Sam, one of our 2017 training program graduates, is currently completing an externship in Europe. During his time with our team on the field, he is volunteering at a local hotel the team partners with. Below he shares a few things he’s learning about, besides roasting coffee and picking olives.
One of our last guests at the hotel was a small-time actor. I do not know anything about him other than that he plays secondary roles in minor productions.
Partway through his stay, he stopped to tell me in broken English that he is currently cast as an American in an upcoming film. Since he knew I am American, he informed me that he had been and would be observing me for the entirety of his stay: trying to discern and pick up on how Americans walk, how Americans talk, and how Americans think.

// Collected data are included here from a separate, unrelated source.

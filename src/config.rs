//! Configuration structures for the skin_tone analysis pipeline.
//!
//! This module defines the tunable parameters for tone analysis,
//! organized into groups for sampling, outlier filtering and
//! capture quality checks.
//!
//! # Configuration Loading
//!
//! Configuration can be loaded from JSON files or constructed programmatically:
//!
//! ```no_run
//! use skin_tone::AnalysisConfig;
//! use std::path::Path;
//!
//! // Load from file
//! let config = AnalysisConfig::from_json_file(Path::new("tone.json"))?;
//!
//! // Or use defaults
//! let config = AnalysisConfig::default();
//! # Ok::<(), skin_tone::AnalysisError>(())
//! ```
//!
//! Missing sections and fields fall back to their defaults, so a config
//! file only needs to name what it changes.

use serde::{Deserialize, Serialize};
use std::path::Path;

use crate::constants::{processing, quality, statistics};
use crate::error::{AnalysisError, Result};

/// Complete pipeline configuration for tone analysis.
#[derive(Debug, Clone, PartialEq, Default, Serialize, Deserialize)]
#[serde(default)]
pub struct AnalysisConfig {
    /// Downsampling for the analysis pass
    pub sampling: SamplingConfig,

    /// Lightness outlier filter
    pub outliers: OutlierConfig,

    /// Capture quality checks
    pub quality: QualityConfig,
}

/// Downsampling parameters for the analysis pass.
#[derive(Debug, Clone, PartialEq, Serialize, Deserialize)]
#[serde(default)]
pub struct SamplingConfig {
    /// Longest side of the analysis sample in pixels (never upscaled)
    pub target_size: u32,
}

impl Default for SamplingConfig {
    fn default() -> Self {
        Self {
            target_size: processing::ANALYSIS_TARGET_SIZE,
        }
    }
}

/// Outlier filter parameters.
///
/// Lightness values outside `[Q1 - k*IQR, Q3 + k*IQR]` are dropped.
#[derive(Debug, Clone, PartialEq, Serialize, Deserialize)]
#[serde(default)]
pub struct OutlierConfig {
    /// Samples below this count are not filtered
    pub min_samples: usize,

    /// Fence multiplier `k`
    pub iqr_multiplier: f64,
}

impl Default for OutlierConfig {
    fn default() -> Self {
        Self {
            min_samples: statistics::MIN_OUTLIER_SAMPLES,
            iqr_multiplier: statistics::IQR_MULTIPLIER,
        }
    }
}

/// Capture quality check parameters.
#[derive(Debug, Clone, PartialEq, Serialize, Deserialize)]
#[serde(default)]
pub struct QualityConfig {
    /// Longest side of the quality-check sample in pixels
    pub target_size: u32,

    /// Mean luma below this is reported as too dark
    pub min_luma: f64,

    /// Mean luma above this is reported as too bright
    pub max_luma: f64,

    /// Channel-mean spread above this is reported as a color cast
    pub max_cast: f64,

    /// Laplacian variance above this passes the sharpness check
    pub min_sharpness: f64,
}

impl Default for QualityConfig {
    fn default() -> Self {
        Self {
            target_size: processing::QUALITY_TARGET_SIZE,
            min_luma: quality::MIN_LUMA,
            max_luma: quality::MAX_LUMA,
            max_cast: quality::MAX_CAST,
            min_sharpness: quality::MIN_SHARPNESS,
        }
    }
}

impl AnalysisConfig {
    /// Load configuration from JSON file
    pub fn from_json_file(path: &Path) -> Result<Self> {
        let content = std::fs::read_to_string(path).map_err(|e| {
            AnalysisError::config(format!("Failed to read {}", path.display()), e)
        })?;
        Self::from_json_str(&content)
    }

    /// Parse and validate configuration from a JSON string
    pub fn from_json_str(json: &str) -> Result<Self> {
        let config: Self = serde_json::from_str(json)
            .map_err(|e| AnalysisError::config("Invalid configuration JSON", e))?;
        config.validate()?;
        Ok(config)
    }

    /// Save configuration to JSON file
    pub fn to_json_file(&self, path: &Path) -> Result<()> {
        let json = serde_json::to_string_pretty(self)
            .map_err(|e| AnalysisError::config("Failed to serialize configuration", e))?;
        std::fs::write(path, json).map_err(|e| {
            AnalysisError::config(format!("Failed to write {}", path.display()), e)
        })?;
        Ok(())
    }

    /// Check parameter ranges
    pub fn validate(&self) -> Result<()> {
        if self.sampling.target_size == 0 {
            return Err(AnalysisError::invalid_parameter(
                "sampling.target_size",
                self.sampling.target_size,
            ));
        }
        if self.quality.target_size == 0 {
            return Err(AnalysisError::invalid_parameter(
                "quality.target_size",
                self.quality.target_size,
            ));
        }
        if !self.outliers.iqr_multiplier.is_finite() || self.outliers.iqr_multiplier < 0.0 {
            return Err(AnalysisError::invalid_parameter(
                "outliers.iqr_multiplier",
                self.outliers.iqr_multiplier,
            ));
        }
        if self.quality.min_luma >= self.quality.max_luma {
            return Err(AnalysisError::invalid_parameter(
                "quality.min_luma",
                format!("{} (max_luma = {})", self.quality.min_luma, self.quality.max_luma),
            ));
        }
        Ok(())
    }
}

I thought about maybe wearing baseball caps every day, perhaps putting on my best Tom Selleck or John Wayne: walk with my chin up, shoulders erect, eyes straight, chest puffed out a bit, striding with purpose, being a bit too loud, overbearingly enthusiastic, and annoyingly brash.

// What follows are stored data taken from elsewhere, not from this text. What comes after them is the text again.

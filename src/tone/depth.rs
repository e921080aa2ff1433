//! Depth scale and depth buckets

use serde::{Deserialize, Serialize};
use std::fmt;

use crate::constants::DEPTH_THRESHOLDS;

/// Seven ordered depth buckets, lightest first
#[derive(Debug, Clone, Copy, PartialEq, Eq, PartialOrd, Ord, Hash, Serialize, Deserialize)]
pub enum DepthLabel {
    #[serde(rename = "Very Fair")]
    VeryFair,
    Fair,
    Light,
    Medium,
    Tan,
    Deep,
    #[serde(rename = "Very Deep")]
    VeryDeep,
}

impl DepthLabel {
    /// Get human-readable name
    pub fn name(&self) -> &'static str {
        match self {
            Self::VeryFair => "Very Fair",
            Self::Fair => "Fair",
            Self::Light => "Light",
            Self::Medium => "Medium",
            Self::Tan => "Tan",
            Self::Deep => "Deep",
            Self::VeryDeep => "Very Deep",
        }
    }

    /// All buckets in order
    pub fn all() -> &'static [DepthLabel] {
        &[
            DepthLabel::VeryFair,
            DepthLabel::Fair,
            DepthLabel::Light,
            DepthLabel::Medium,
            DepthLabel::Tan,
            DepthLabel::Deep,
            DepthLabel::VeryDeep,
        ]
    }

    /// Parse a display name such as `"Very Fair"`
    pub fn from_name(name: &str) -> Option<Self> {
        Self::all().iter().copied().find(|label| label.name() == name)
    }
}

impl fmt::Display for DepthLabel {
    fn fmt(&self, f: &mut fmt::Formatter<'_>) -> fmt::Result {
        f.write_str(self.name())
    }
}

/// Bucket a depth value. Thresholds are strict upper bounds: 15 is
/// already "Fair".
pub fn depth_to_label(depth: f64) -> DepthLabel {
    DEPTH_THRESHOLDS
        .iter()
        .position(|&limit| depth < limit)
        .map_or(DepthLabel::VeryDeep, |idx| DepthLabel::all()[idx])
}

/// `100 - L`, clamped to `[0, 100]`
pub fn depth_from_lightness(l: f64) -> f64 {
    (100.0 - l).clamp(0.0, 100.0)
}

In all seriousness, this did make me realize something: people are noticing me. They notice that I’m different. They know I’m not from around here, and so whether they are attempting to learn how to be a good American or not, they are watching my every move: the way I walk, talk, carry myself… all the words I say and all the things I do serve to paint an image of who I am.
I know that the point of ministry is to reflect Christ by modeling His love; to be set apart by God and to have others notice, wonder, and perhaps even ask about that difference is, in fact, why I’m here in the first place.
But it’s still scary. Being observed means being under pressure. I hope only that those who are observing see Christ rather than Sam.